You are viewing a plain text version of this content. The canonical link for it is here.
Posted to user@hbase.apache.org by Pablo Molnar <pa...@gmail.com> on 2011/01/31 20:30:32 UTC

Persist JSON into HBase

Hi everyone,

In my company we are experimenting with HBase and I'd like to know the best
way to persist a semi-structured complex (3 levels) entity represented as
JSON to HBase.
I've already done successfully a Java client that persist rows in a table
and now my target is persist this JSON.

I've looked through the api and found a MapWritable class that could be
usefull because for me is very easy to convert the JSON enitity into a Map
and then persist it.

I really appreciate some example how I could implement this
If this is possible my next concerns would be how about if I want to create
and index by a key (of the Map)?

Thanks in advance,
Pablo Molnar

Re: Persist JSON into HBase

Posted by Lars George <la...@gmail.com>.
Sorry for the late bump...

It is quite nice to store JSON as strings in HBase, i.e. use for
example JSONObject to convert to something like "{ "name' : "lars" }"
and then Bytes.toBytes(jsonString). Since Hive now has a HBase handler
you can use Hive and its built in JSON support to query cells like so:

select get_json_object(hbase_table.value, '$.name') from hbase_table
where key = <some-key>;

and it returns "lars".

Lars

On Mon, Jan 31, 2011 at 10:15 PM, Sandy Pratt <pr...@adobe.com> wrote:
> My use of HBase is essentially what Stack describes: I serialize little log entry objects with (mostly) protobuf and store them in a single cell in HBase.  I did this at first because it was easy, and made a note to go back and break out the fields into their own columns, and in fact into multiple column families in some cases.  When I went back and did this, I found that my 'exploded' schema was actually slower to scan than the 'blob' schema was, and filters didn't seem to help all that much.  This was in the 0.20 days, IIRC.  So this is to say, +1 on storing blobs in HBase.
>
> I don't know if this would work for you, but what's worked well for me is to write side files for Hive to read as I ingest entries into HBase.  I like HBase for durability, random access, sorting, and scanning, and I'll continue to use it to store the golden copy for the foreseeable future, but I've found that Hive against text files is at least a couple of times faster than MR against an HBase source for my map reduce needs.  If you find that what you need from the Hive schema changes over time, you can simply nuke the files and recreate them with a map reduce against the golden copy in HBase.
>
> Sandy
>

RE: Persist JSON into HBase

Posted by Sandy Pratt <pr...@adobe.com>.
My use of HBase is essentially what Stack describes: I serialize little log entry objects with (mostly) protobuf and store them in a single cell in HBase.  I did this at first because it was easy, and made a note to go back and break out the fields into their own columns, and in fact into multiple column families in some cases.  When I went back and did this, I found that my 'exploded' schema was actually slower to scan than the 'blob' schema was, and filters didn't seem to help all that much.  This was in the 0.20 days, IIRC.  So this is to say, +1 on storing blobs in HBase.
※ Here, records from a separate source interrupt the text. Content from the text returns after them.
use std::{collections::BTreeMap, fmt};

use crate::demo::{Control, Demo, DemoContext, DemoKind, DemoMetadata, DemoOptions};

/// Builds a fresh demo instance from merged options.
pub type DemoConstructor = Box<dyn Fn(&DemoContext) -> Box<dyn Demo>>;

/// Everything the runner needs to list and instantiate one demo.
pub struct DemoEntry {
    pub metadata: DemoMetadata,
    pub controls: Vec<Control>,
    pub defaults: DemoOptions,
    constructor: DemoConstructor,
}

impl DemoEntry {
    pub fn new(
        metadata: DemoMetadata,
        controls: Vec<Control>,
        defaults: DemoOptions,
        constructor: DemoConstructor,
    ) -> Self {
        Self {
            metadata,
            controls,
            defaults,
            constructor,
        }
    }

    /// Entry for a [`DemoKind`] implementation.
    pub fn of<D: DemoKind>() -> Self {
        Self::new(
            D::metadata(),
            D::controls(),
            D::default_options(),
            Box::new(|context: &DemoContext| -> Box<dyn Demo> { Box::new(D::create(context)) }),
        )
    }

    pub fn construct(&self, context: &DemoContext) -> Box<dyn Demo> {
        (self.constructor)(context)
    }
}

impl fmt::Debug for DemoEntry {
    fn fmt(&self, f: &mut fmt::Formatter<'_>) -> fmt::Result {
        f.debug_struct("DemoEntry")
            .field("metadata", &self.metadata)
            .field("controls", &self.controls.len())
            .field("defaults", &self.defaults)
            .finish()
    }
}

/// Id → demo table, ordered by id for stable listings.
#[derive(Debug, Default)]
pub struct DemoRegistry {
    entries: BTreeMap<String, DemoEntry>,
}

impl DemoRegistry {
    pub fn new() -> Self {
        Self::default()
    }

    /// Registers `entry` under `id`, replacing any previous entry.
    pub fn register(&mut self, id: impl Into<String>, entry: DemoEntry) {
        let id = id.into();
        if self.entries.insert(id.clone(), entry).is_some() {
            tracing::debug!(%id, "replaced registered demo");
        }
    }

    pub fn register_kind<D: DemoKind>(&mut self, id: impl Into<String>) {
        self.register(id, DemoEntry::of::<D>());
    }

    /// Returns the entry registered under `id`.
    pub fn get(&self, id: &str) -> Option<&DemoEntry> {
        self.entries.get(id)
    }

    pub fn contains(&self, id: &str) -> bool {
        self.entries.contains_key(id)
    }

    /// Registered ids in sorted order.
    pub fn ids(&self) -> impl Iterator<Item = &str> {
        self.entries.keys().map(String::as_str)
    }

    pub fn iter(&self) -> impl Iterator<Item = (&str, &DemoEntry)> {
        self.entries.iter().map(|(id, entry)| (id.as_str(), entry))
    }

    pub fn len(&self) -> usize {
        self.entries.len()
    }

    pub fn is_empty(&self) -> bool {
        self.entries.is_empty()
    }
}
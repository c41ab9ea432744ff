/// Result alias that carries the custom [`FxError`] type.
pub type Result<T> = std::result::Result<T, FxError>;

/// Common error type for the core crate.
#[derive(Debug, thiserror::Error)]
pub enum FxError {
    /// Free-form message for failures that do not warrant their own variant.
    #[error("{0}")]
    Message(String),
    /// Wrapper around standard IO errors.
    #[error("{0}")]
    Io(#[from] std::io::Error),
    /// No demo has been registered under the requested id.
    #[error("unknown demo `{0}`")]
    UnknownDemo(String),
    /// A demo was requested before a drawing surface was bound.
    #[error("no drawing surface is bound")]
    NoSurface,
    /// Caller supplied data the operation cannot work with.
    #[error("invalid input: {0}")]
    InvalidInput(&'static str),
    /// A configuration value is out of range.
    #[error("invalid configuration: {0}")]
    InvalidConfig(String),
    /// Configuration could not be parsed.
    #[error("{0}")]
    Json(#[from] serde_json::Error),
    /// The FFT backend rejected the buffers it was handed.
    #[error("fft failed: {0}")]
    Fft(String),
}

impl FxError {
    /// Creates a new error that simply wraps the provided message.
    pub fn msg<T: Into<String>>(msg: T) -> Self {
        Self::Message(msg.into())
    }
}

impl From<&str> for FxError {
    fn from(value: &str) -> Self {
        Self::msg(value)
    }
}

impl From<String> for FxError {
    fn from(value: String) -> Self {
        Self::Message(value)
    }
}

impl From<realfft::FftError> for FxError {
    fn from(value: realfft::FftError) -> Self {
        Self::Fft(value.to_string())
    }
}
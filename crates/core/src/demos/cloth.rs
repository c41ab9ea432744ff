use glam::Vec2;

use crate::{
    demo::{
        Category, Control, Demo, DemoContext, DemoKind, DemoMetadata, DemoOptions, Difficulty,
        MouseButton,
    },
    math::Rgba,
    Surface,
};

/// Simulation step in seconds; frames are integrated in whole steps.
const STEP: f32 = 1.0 / 120.0;
/// Cap on steps per frame so a stalled host does not trigger a long catch-up.
const MAX_STEPS: u32 = 8;
const GRAB_RADIUS: f32 = 25.0;
const CUT_RADIUS: f32 = 8.0;

#[derive(Debug, Clone, Copy)]
struct Point {
    position: Vec2,
    previous: Vec2,
    pinned: bool,
}

#[derive(Debug, Clone, Copy)]
struct Stick {
    a: usize,
    b: usize,
    rest: f32,
}

#[derive(Debug, Clone)]
struct Params {
    columns: usize,
    rows: usize,
    gravity: f32,
    damping: f32,
    iterations: usize,
    tear_factor: f32,
    color: Rgba,
}

impl Params {
    fn from_options(options: &DemoOptions) -> Self {
        Self {
            columns: options.count("columns", 30).clamp(2, 200),
            rows: options.count("rows", 20).clamp(2, 200),
            gravity: options.number_f32("gravity", 900.0),
            damping: options.number_f32("damping", 0.99).clamp(0.0, 1.0),
            iterations: options.count("iterations", 5).clamp(1, 50),
            tear_factor: options.number_f32("tear_factor", 6.0),
            color: options.color("color", Rgba::rgb(0xdd, 0xe6, 0xff)),
        }
    }
}

/// Position-based (Verlet) cloth pinned along its top edge.
#[derive(Debug)]
pub struct Cloth {
    width: u32,
    height: u32,
    params: Params,
    points: Vec<Point>,
    sticks: Vec<Stick>,
    accumulator: f32,
    grabbed: Option<usize>,
    cursor: Vec2,
    cutting: bool,
}

impl Cloth {
    fn build(&mut self) {
        let Params { columns, rows, .. } = self.params;
        let spacing = (self.width as f32 * 0.8 / (columns - 1) as f32)
            .min(self.height as f32 * 0.7 / (rows - 1) as f32);
        let origin = Vec2::new(
            (self.width as f32 - spacing * (columns - 1) as f32) / 2.0,
            self.height as f32 * 0.08,
        );

        self.points.clear();
        self.sticks.clear();
        for row in 0..rows {
            for column in 0..columns {
                let position = origin + Vec2::new(column as f32, row as f32) * spacing;
                self.points.push(Point {
                    position,
                    previous: position,
                    // Every other point of the top row is pinned.
                    pinned: row == 0 && column % 2 == 0,
                });
                let index = row * columns + column;
                if column > 0 {
                    self.sticks.push(Stick { a: index - 1, b: index, rest: spacing });
                }
                if row > 0 {
                    self.sticks.push(Stick { a: index - columns, b: index, rest: spacing });
                }
            }
        }
        self.accumulator = 0.0;
        self.grabbed = None;
    }

    fn step(&mut self) {
        let gravity = Vec2::new(0.0, self.params.gravity) * STEP * STEP;
        let bounds = Vec2::new(self.width as f32, self.height as f32);
        for point in self.points.iter_mut().filter(|p| !p.pinned) {
            let velocity = (point.position - point.previous) * self.params.damping;
            point.previous = point.position;
            point.position += velocity + gravity;
        }

        if let Some(index) = self.grabbed {
            let point = &mut self.points[index];
            point.position = self.cursor;
            point.previous = self.cursor;
        }

        let tear = self.params.tear_factor;
        for _ in 0..self.params.iterations {
            let points = &mut self.points;
            self.sticks.retain(|stick| {
                let delta = points[stick.b].position - points[stick.a].position;
                let distance = delta.length();
                if tear > 0.0 && distance > stick.rest * tear {
                    return false;
                }
                if distance <= f32::EPSILON {
                    return true;
                }
                let correction = delta * ((distance - stick.rest) / distance);
                match (points[stick.a].pinned, points[stick.b].pinned) {
                    (false, false) => {
                        points[stick.a].position += correction * 0.5;
                        points[stick.b].position -= correction * 0.5;
                    }
                    (false, true) => points[stick.a].position += correction,
                    (true, false) => points[stick.b].position -= correction,
                    (true, true) => {}
                }
                true
            });

            for point in self.points.iter_mut().filter(|p| !p.pinned) {
                point.position = point.position.clamp(Vec2::ZERO, bounds);
            }
        }
    }

    fn cut_near(&mut self, at: Vec2) {
        let points = &self.points;
        let before = self.sticks.len();
        self.sticks.retain(|stick| {
            let mid = (points[stick.a].position + points[stick.b].position) / 2.0;
            mid.distance(at) > CUT_RADIUS
        });
        if self.sticks.len() != before {
            tracing::trace!(removed = before - self.sticks.len(), "cut cloth");
        }
    }

    pub fn stick_count(&self) -> usize {
        self.sticks.len()
    }

    pub fn point_count(&self) -> usize {
        self.points.len()
    }
}

impl Demo for Cloth {
    fn init(&mut self) {
        self.build();
    }

    fn update(&mut self, delta_ms: f32) {
        self.accumulator += delta_ms / 1000.0;
        let mut steps = 0;
        while self.accumulator >= STEP && steps < MAX_STEPS {
            self.step();
            self.accumulator -= STEP;
            steps += 1;
        }
        if steps == MAX_STEPS {
            self.accumulator = 0.0;
        }
    }

    fn render(&self, surface: &mut Surface) {
        surface.clear(Rgba::rgb(12, 14, 22));
        for stick in &self.sticks {
            let a = self.points[stick.a].position;
            let b = self.points[stick.b].position;
            let strain = (a.distance(b) / stick.rest - 1.0).clamp(0.0, 1.0);
            let color = self.params.color.lerp(Rgba::rgb(255, 80, 60), strain * 2.0);
            surface.line(a, b, color);
        }
        for point in self.points.iter().filter(|p| p.pinned) {
            surface.fill_circle(point.position, 2.0, Rgba::rgb(255, 200, 80));
        }
    }

    fn options_changed(&mut self, name: &str, options: &DemoOptions) {
        self.params = Params::from_options(options);
        if matches!(name, "columns" | "rows") {
            self.build();
        }
    }

    fn on_mouse_down(&mut self, x: f32, y: f32, button: MouseButton) {
        self.cursor = Vec2::new(x, y);
        match button {
            MouseButton::Left => {
                self.grabbed = self
                    .points
                    .iter()
                    .enumerate()
                    .map(|(i, p)| (i, p.position.distance(self.cursor)))
                    .filter(|(_, d)| *d < GRAB_RADIUS)
                    .min_by(|a, b| a.1.total_cmp(&b.1))
                    .map(|(i, _)| i);
            }
            MouseButton::Right => {
                self.cutting = true;
                self.cut_near(self.cursor);
            }
            MouseButton::Middle => self.build(),
        }
    }

    fn on_mouse_move(&mut self, x: f32, y: f32) {
        self.cursor = Vec2::new(x, y);
        if self.cutting {
            self.cut_near(self.cursor);
        }
    }

    fn on_mouse_up(&mut self, _x: f32, _y: f32, _button: MouseButton) {
        self.grabbed = None;
        self.cutting = false;
    }
}

impl DemoKind for Cloth {
    fn metadata() -> DemoMetadata {
        DemoMetadata::new(
            "Verlet Cloth",
            "A pinned sheet of point masses joined by distance constraints. Drag with the left button, cut with the right.",
            Difficulty::Intermediate,
            Category::Physics,
        )
    }

    fn controls() -> Vec<Control> {
        vec![
            Control::stepped("columns", "Columns", 4.0, 80.0, 1.0, 30.0),
            Control::stepped("rows", "Rows", 4.0, 60.0, 1.0, 20.0),
            Control::slider("gravity", "Gravity", 0.0, 3000.0, 900.0),
            Control::slider("damping", "Damping", 0.9, 1.0, 0.99),
            Control::stepped("iterations", "Solver iterations", 1.0, 20.0, 1.0, 5.0),
            Control::slider("tear_factor", "Tear stretch (0 = never)", 0.0, 20.0, 6.0),
            Control::color("color", "Colour", "#dde6ff"),
        ]
    }

    fn create(context: &DemoContext) -> Self {
        Self {
            width: context.width,
            height: context.height,
            params: Params::from_options(&context.options),
            points: Vec::new(),
            sticks: Vec::new(),
            accumulator: 0.0,
            grabbed: None,
            cursor: Vec2::ZERO,
            cutting: false,
        }
    }
}

#[cfg(test)]
mod tests {
    use super::*;

    fn cloth(options: DemoOptions) -> Cloth {
        let mut demo = Cloth::create(&DemoContext {
            width: 200,
            height: 160,
            options: Cloth::default_options()
                .with("columns", 10.0)
                .with("rows", 8.0)
                .merged(&options),
        });
        demo.init();
        demo
    }

    #[test]
    fn builds_grid_topology() {
        let demo = cloth(DemoOptions::new());
        assert_eq!(demo.point_count(), 80);
        // Horizontal (9 per row) plus vertical (10 per row gap) constraints.
        assert_eq!(demo.stick_count(), 8 * 9 + 7 * 10);
    }

    #[test]
    fn gravity_pulls_free_points_and_pins_hold() {
        let mut demo = cloth(DemoOptions::new());
        let start: Vec<Vec2> = demo.points.iter().map(|p| p.position).collect();
        for _ in 0..60 {
            demo.update(16.0);
        }

        for (point, start) in demo.points.iter().zip(&start) {
            assert!(point.position.is_finite());
            if point.pinned {
                assert_eq!(point.position, *start);
            }
        }
        let bottom = demo.points.last().unwrap();
        assert!(bottom.position.y > start.last().unwrap().y);
    }

    #[test]
    fn small_frames_accumulate_into_steps() {
        let mut demo = cloth(DemoOptions::new());
        demo.update(STEP * 1000.0 * 0.5);
        let untouched = demo.points[15].position == demo.points[15].previous;
        assert!(untouched);
        demo.update(STEP * 1000.0 * 0.6);
        assert_ne!(demo.points[15].position, demo.points[15].previous);
    }

    #[test]
    fn dragging_far_tears_and_right_click_cuts() {
        let mut demo = cloth(DemoOptions::new().with("tear_factor", 2.0));
        let sticks = demo.stick_count();
        let corner = demo.points[79].position;

        demo.on_mouse_down(corner.x, corner.y, MouseButton::Left);
        assert_eq!(demo.grabbed, Some(79));
        demo.on_mouse_move(corner.x + 150.0, corner.y + 150.0);
        demo.update(50.0);
        demo.on_mouse_up(0.0, 0.0, MouseButton::Left);
        assert!(demo.stick_count() < sticks);

        let torn = demo.stick_count();
        let mid = (demo.points[20].position + demo.points[21].position) / 2.0;
        demo.on_mouse_down(mid.x, mid.y, MouseButton::Right);
        assert!(demo.stick_count() < torn);
    }

    #[test]
    fn renders_constraints() {
        let demo = cloth(DemoOptions::new());
        let mut surface = Surface::new(200, 160).unwrap();
        demo.render(&mut surface);
        assert!(surface.count_not(Rgba::rgb(12, 14, 22)) > 100);
    }
}
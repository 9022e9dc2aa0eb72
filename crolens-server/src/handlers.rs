//! Handlers that map HTTP requests to pipeline operations.

use std::sync::Arc;

use axum::extract::State;
use axum::http::{header, StatusCode};
use axum::response::{IntoResponse, Response};
use axum::Json;
use crolens_common::CrolensError;

use crate::service::AnalysisService;
use crate::types::{AnalyzeRequest, ErrorBody, HealthResponse, ScrapeRequest, ScrapeResponse};

/// Shared application state.
#[derive(Clone)]
pub struct AppState {
    pub service: Arc<AnalysisService>,
}

/// Boundary wrapper turning every pipeline error into a `{message}`
/// body plus status code.
pub struct ApiError(pub CrolensError);

impl From<CrolensError> for ApiError {
    fn from(err: CrolensError) -> Self {
        Self(err)
    }
}

impl IntoResponse for ApiError {
    fn into_response(self) -> Response {
        let status = StatusCode::from_u16(self.0.status_code())
            .unwrap_or(StatusCode::INTERNAL_SERVER_ERROR);
        tracing::warn!(status = %status, error = %self.0, "request failed");
        let body = ErrorBody {
            message: self.0.user_message(),
        };
        (status, Json(body)).into_response()
    }
}

/// `POST /api/v1/analyze` — run the full pipeline and pass the model's
/// raw JSON payload through untouched.
pub async fn analyze(
    State(state): State<AppState>,
    Json(req): Json<AnalyzeRequest>,
) -> Result<Response, ApiError> {
    let payload = state
        .service
        .analyze(req.text_to_analyze.as_deref(), req.url_to_analyze.as_deref())
        .await?;

    // the payload is already JSON text; re-serializing would double-encode it
    Ok((
        StatusCode::OK,
        [(header::CONTENT_TYPE, "application/json")],
        payload,
    )
        .into_response())
}

/// `POST /api/v1/scrape` — fetch and normalize a page without analyzing it.
pub async fn scrape(
    State(state): State<AppState>,
    Json(req): Json<ScrapeRequest>,
) -> Result<Json<ScrapeResponse>, ApiError> {
    let url = req
        .url
        .as_deref()
        .map(str::trim)
        .filter(|u| !u.is_empty())
        .ok_or_else(|| {
            CrolensError::InvalidInput("No URL provided for scraping.".to_string())
        })?;

    let (scraped_data, content_for_analysis) = state.service.scrape(url).await?;

    Ok(Json(ScrapeResponse {
        success: true,
        scraped_data,
        content_for_analysis,
        message: "Website content successfully scraped and prepared for analysis".to_string(),
    }))
}

/// `GET /api/v1/health`
pub async fn health() -> Json<HealthResponse> {
    Json(HealthResponse {
        healthy: true,
        version: env!("CARGO_PKG_VERSION").to_string(),
    })
}
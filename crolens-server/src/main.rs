use std::path::PathBuf;
use std::sync::Arc;

use anyhow::{Context, Result};
use clap::Parser;
use crolens_common::observability::{init_logging, LogConfig};
use crolens_config::{CrolensConfig, CrolensConfigLoader};
use crolens_server::handlers::AppState;
use crolens_server::{create_router, AnalysisService};
use tokio::net::TcpListener;

#[derive(Parser, Debug)]
#[command(name = "crolens-server")]
#[command(about = "Landing-page CRO analysis service")]
#[command(version)]
struct Args {
    /// Path to the YAML configuration file. When the file does not
    /// exist, configuration comes from CROLENS_* environment variables
    /// and built-in defaults.
    #[arg(short, long, default_value = "crolens.yaml")]
    config: PathBuf,

    /// Override the listen address from config.
    #[arg(short, long)]
    listen: Option<String>,
}

#[tokio::main]
async fn main() -> Result<()> {
    let args = Args::parse();

    let mut loader = CrolensConfigLoader::new();
    if args.config.exists() {
        loader = loader.with_file(&args.config);
    }
    let cfg: CrolensConfig = loader.load().context("failed to load configuration")?;

    init_logging(LogConfig {
        app_name: "crolens-server",
        emit_stderr: true,
        ..LogConfig::default()
    })?;

    let service = AnalysisService::from_config(&cfg)
        .map_err(|e| anyhow::anyhow!("failed to build analysis service: {e}"))?;
    let state = AppState {
        service: Arc::new(service),
    };

    let addr = args.listen.unwrap_or(cfg.server.listen_addr);
    let listener = TcpListener::bind(&addr)
        .await
        .with_context(|| format!("failed to bind {addr}"))?;

    tracing::info!("crolens server listening on http://{addr}");

    axum::serve(listener, create_router(state))
        .with_graceful_shutdown(async {
            let _ = tokio::signal::ctrl_c().await;
            tracing::info!("shutting down");
        })
        .await
        .context("server error")?;

    Ok(())
}
use std::time::Duration;

use crolens_common::CrolensError;
use crolens_scrape::{FetchOptions, PageFetcher};
use wiremock::matchers::{header, method, path};
use wiremock::{Mock, MockServer, ResponseTemplate};

fn fetcher() -> PageFetcher {
    PageFetcher::new(FetchOptions::default()).expect("fetcher builds")
}

#[tokio::test]
async fn fetch_returns_body_and_status() {
    let server = MockServer::start().await;
    Mock::given(method("GET"))
        .and(path("/landing"))
        .respond_with(ResponseTemplate::new(200).set_body_string("<title>Acme</title>"))
        .mount(&server)
        .await;

    let page = fetcher()
        .fetch(&format!("{}/landing", server.uri()))
        .await
        .expect("fetch succeeds");

    assert_eq!(page.status, 200);
    assert!(page.body.contains("<title>Acme</title>"));
}

#[tokio::test]
async fn fetch_sends_browser_like_user_agent() {
    let server = MockServer::start().await;
    Mock::given(method("GET"))
        .and(header("user-agent", "test-agent/1.0"))
        .respond_with(ResponseTemplate::new(200).set_body_string("ok"))
        .expect(1)
        .mount(&server)
        .await;

    let opts = FetchOptions {
        user_agent: "test-agent/1.0".to_string(),
        ..FetchOptions::default()
    };
    PageFetcher::new(opts)
        .unwrap()
        .fetch(&server.uri())
        .await
        .expect("fetch succeeds");
}

#[tokio::test]
async fn http_403_maps_to_access_denied() {
    let server = MockServer::start().await;
    Mock::given(method("GET"))
        .respond_with(ResponseTemplate::new(403))
        .mount(&server)
        .await;

    let err = fetcher().fetch(&server.uri()).await.unwrap_err();
    assert!(matches!(err, CrolensError::AccessDenied));
    assert_eq!(err.status_code(), 403);
}

#[tokio::test]
async fn http_404_maps_to_not_found() {
    let server = MockServer::start().await;
    Mock::given(method("GET"))
        .respond_with(ResponseTemplate::new(404))
        .mount(&server)
        .await;

    let err = fetcher().fetch(&server.uri()).await.unwrap_err();
    assert!(matches!(err, CrolensError::NotFound));
}

#[tokio::test]
async fn other_error_statuses_map_to_fetch() {
    let server = MockServer::start().await;
    Mock::given(method("GET"))
        .respond_with(ResponseTemplate::new(503))
        .mount(&server)
        .await;

    let err = fetcher().fetch(&server.uri()).await.unwrap_err();
    assert!(matches!(err, CrolensError::Fetch(_)));
    assert_eq!(err.status_code(), 500);
}

#[tokio::test]
async fn slow_target_maps_to_timeout() {
    let server = MockServer::start().await;
    Mock::given(method("GET"))
        .respond_with(ResponseTemplate::new(200).set_delay(Duration::from_secs(5)))
        .mount(&server)
        .await;

    let opts = FetchOptions {
        timeout: Duration::from_millis(300),
        ..FetchOptions::default()
    };
    let err = PageFetcher::new(opts)
        .unwrap()
        .fetch(&server.uri())
        .await
        .unwrap_err();

    assert!(matches!(err, CrolensError::Timeout));
    assert_eq!(err.status_code(), 408);
}

#[tokio::test]
async fn unresolvable_host_maps_to_host_not_found() {
    // .invalid is reserved and never resolves (RFC 2606)
    let err = fetcher()
        .fetch("http://no-such-host.invalid/")
        .await
        .unwrap_err();

    assert!(matches!(err, CrolensError::HostNotFound(_)));
    assert!(err.user_message().contains("Website not found"));
}

#[tokio::test]
async fn malformed_url_is_rejected_before_any_request() {
    let err = fetcher().fetch("not a url at all").await.unwrap_err();
    assert!(matches!(err, CrolensError::InvalidInput(_)));
}
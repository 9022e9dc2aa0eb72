//! HTML fetcher for scrape targets.
//!
//! A single GET attempt per invocation: the caller decides whether to
//! retry. The request timeout is the only cancellation mechanism in the
//! pipeline. No cookies or auth are ever sent to a target site.

use std::error::Error as StdError;
use std::time::Duration;

use crolens_common::{CrolensError, Result};
use reqwest::redirect::Policy;
use url::Url;

const DEFAULT_TIMEOUT: Duration = Duration::from_secs(10);
const DEFAULT_MAX_REDIRECTS: usize = 5;
const DEFAULT_USER_AGENT: &str = "Mozilla/5.0 (Windows NT 10.0; Win64; x64) \
     AppleWebKit/537.36 (KHTML, like Gecko) Chrome/91.0.4472.124 Safari/537.36";

/// Tuning for the outbound fetch. Defaults match the production values;
/// tests shrink the timeout.
#[derive(Debug, Clone)]
pub struct FetchOptions {
    pub timeout: Duration,
    pub max_redirects: usize,
    pub user_agent: String,
}

impl Default for FetchOptions {
    fn default() -> Self {
        Self {
            timeout: DEFAULT_TIMEOUT,
            max_redirects: DEFAULT_MAX_REDIRECTS,
            user_agent: DEFAULT_USER_AGENT.to_string(),
        }
    }
}

/// Raw response body plus status for a fetched page.
#[derive(Debug, Clone)]
pub struct FetchedPage {
    pub body: String,
    pub status: u16,
}

/// HTTP fetcher for scrape targets.
///
/// Cheap to clone; holds only a `reqwest::Client`.
#[derive(Clone)]
pub struct PageFetcher {
    client: reqwest::Client,
}

impl PageFetcher {
    /// Build a fetcher with a browser-like user agent, a redirect cap,
    /// and a whole-request timeout.
    pub fn new(opts: FetchOptions) -> Result<Self> {
        let client = reqwest::Client::builder()
            .timeout(opts.timeout)
            .redirect(Policy::limited(opts.max_redirects))
            .user_agent(opts.user_agent)
            .build()
            .map_err(|e| CrolensError::Fetch(format!("failed to build HTTP client: {e}")))?;
        Ok(Self { client })
    }

    /// Issue a single GET for `raw_url` and return the response body.
    ///
    /// Failure modes map to distinct error kinds: DNS failure →
    /// `HostNotFound`, timeout → `Timeout`, 403 → `AccessDenied`,
    /// 404 → `NotFound`, anything else → `Fetch`.
    pub async fn fetch(&self, raw_url: &str) -> Result<FetchedPage> {
        let url = parse_target_url(raw_url)?;
        let host = url.host_str().unwrap_or_default().to_string();

        tracing::debug!(target: "scrape.fetch", url = %url, "fetch.start");

        let resp = self
            .client
            .get(url)
            .send()
            .await
            .map_err(|e| classify_transport_error(&e, &host))?;

        let status = resp.status();
        match status.as_u16() {
            403 => return Err(CrolensError::AccessDenied),
            404 => return Err(CrolensError::NotFound),
            s if !status.is_success() => {
                return Err(CrolensError::Fetch(format!(
                    "target responded with status {s}"
                )))
            }
            _ => {}
        }

        let body = resp
            .text()
            .await
            .map_err(|e| classify_transport_error(&e, &host))?;

        tracing::debug!(
            target: "scrape.fetch",
            status = status.as_u16(),
            body_len = body.len(),
            "fetch.done"
        );

        Ok(FetchedPage {
            body,
            status: status.as_u16(),
        })
    }
}

/// Validate that the input parses as an absolute http(s) URL.
pub fn parse_target_url(raw: &str) -> Result<Url> {
    let url = Url::parse(raw.trim())
        .map_err(|_| CrolensError::InvalidInput("Invalid URL format.".to_string()))?;
    match url.scheme() {
        "http" | "https" => Ok(url),
        _ => Err(CrolensError::InvalidInput("Invalid URL format.".to_string())),
    }
}

fn classify_transport_error(err: &reqwest::Error, host: &str) -> CrolensError {
    if err.is_timeout() {
        return CrolensError::Timeout;
    }
    if err.is_connect() && chain_mentions_dns_failure(err) {
        return CrolensError::HostNotFound(host.to_string());
    }
    CrolensError::Fetch(err.to_string())
}

// reqwest surfaces DNS failures as connect errors; the resolver detail
// only shows up in the source chain.
fn chain_mentions_dns_failure(err: &reqwest::Error) -> bool {
    let mut source = err.source();
    while let Some(cause) = source {
        let text = cause.to_string().to_ascii_lowercase();
        if text.contains("dns") || text.contains("lookup") || text.contains("resolve") {
            return true;
        }
        source = cause.source();
    }
    false
}

#[cfg(test)]
mod tests {
    use super::*;

    #[test]
    fn rejects_malformed_urls() {
        let err = parse_target_url("not a url").unwrap_err();
        assert!(matches!(err, CrolensError::InvalidInput(_)));
        assert_eq!(err.user_message(), "Invalid URL format.");
    }

    #[test]
    fn rejects_non_http_schemes() {
        let err = parse_target_url("ftp://example.com/file").unwrap_err();
        assert!(matches!(err, CrolensError::InvalidInput(_)));
    }

    #[test]
    fn accepts_http_and_https() {
        assert!(parse_target_url("http://example.com").is_ok());
        assert!(parse_target_url("https://example.com/pricing?x=1").is_ok());
        // surrounding whitespace from copy-paste is tolerated
        assert!(parse_target_url("  https://example.com  ").is_ok());
    }
}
I don't know if this would work for you, but what's worked well for me is to write side files for Hive to read as I ingest entries into HBase.  I like HBase for durability, random access, sorting, and scanning, and I'll continue to use it to store the golden copy for the foreseeable future, but I've found that Hive against text files is at least a couple of times faster than MR against an HBase source for my map reduce needs.  If you find that what you need from the Hive schema changes over time, you can simply nuke the files and recreate them with a map reduce against the golden copy in HBase.

Sandy

Re: Persist JSON into HBase

Posted by Pablo Molnar <pa...@gmail.com>.
Thanks Dave!
It really makes sense. It all depends on how you want to process the data
later.

I guess I'm going to persist the Map instead of a String to leverage the
filters having to parse the JSON.

Pablo




On Mon, Jan 31, 2011 at 5:20 PM, Buttler, David <bu...@llnl.gov> wrote:

> How you serialize your objects to hbase depends on how you want to use your
> objects later.  Assuming that you have a good serialization to json already,
> and all you want to do is put and get the items, then just convert your json
> string to a byte array and put it in a column qualifier (e.g. Table name:
> 'Person'; Column Family name: 'a'; Column Qualifier name: 'json').
>
> However, if you want to scan your table and only pull out rows with certain
> attribute conditions (say, person names starting with 'A'), you may want to
> push the filter to the server and not have to pull out every single json
> object to your client, deserialize it, and then check the condition.  In
> that case, you may want to have each of your objects fields be a Column
> Qualifier (maybe in addition to the json, maybe as an alternative
> serialization).
>
> Does that make sense?
> Dave
>
>
> -----Original Message-----
> From: Pablo Molnar [mailto:pablomolnar@gmail.com]
> Sent: Monday, January 31, 2011 12:09 PM
> To: user@hbase.apache.org
> Subject: Re: Persist JSON into HBase
>
> Thanks for the feedback Stack!
> So you suggest to just serialize the JSON represent as a String or as a
> Map?
>
>
> Something like this:
>
> (supposing item is a String or a Map)
>
> Put row = new Put(Bytes.toBytes(item.id))
> row.add(Bytes.toBytes("json"), Bytes.toBytes("1"), Bytes.toBytes(item))
> table.put(row)
>
> What should I use as qualifier in this case?
> Is this way the json efficiently persisted?
> HBase does not offer a Map serializer? Should I use
> myObjectOutputStream.writeObject(map) ?
>
> Thanks again,
> Pablo
>
>
> On Mon, Jan 31, 2011 at 4:48 PM, Stack <st...@duboce.net> wrote:
>
> > Don't use MapWritable.
> >
> > In the layer above HBase, inside whatever is hosting the HBase client,
> > serialize the JSON to bytes and then write that to an HBase cell.  In
> > the same layer, reading, do the deserializations.
> >
> > HBase only does byte arrays.
> >
> > St.Ack
> >
> >
> > On Mon, Jan 31, 2011 at 11:30 AM, Pablo Molnar <pa...@gmail.com>
> > wrote:
> > > Hi everyone,
> > >
> > > In my company we are experimenting with HBase and I'd like to know the
> > best
> > > way to persist a semi-structured complex (3 levels) entity represented
> as
> > > JSON to HBase.
> > > I've already done successfully a Java client that persist rows in a
> table
> > > and now my target is persist this JSON.
> > >
> > > I've looked through the api and found a MapWritable class that could be
> > > usefull because for me is very easy to convert the JSON enitity into a
> > Map
> > > and then persist it.
> > >
> > > I really appreciate some example how I could implement this
> > > If this is possible my next concerns would be how about if I want to
> > create
> > > and index by a key (of the Map)?
> > >
> > > Thanks in advance,
> > > Pablo Molnar
> > >
> >
>

RE: Persist JSON into HBase

Posted by "Buttler, David" <bu...@llnl.gov>.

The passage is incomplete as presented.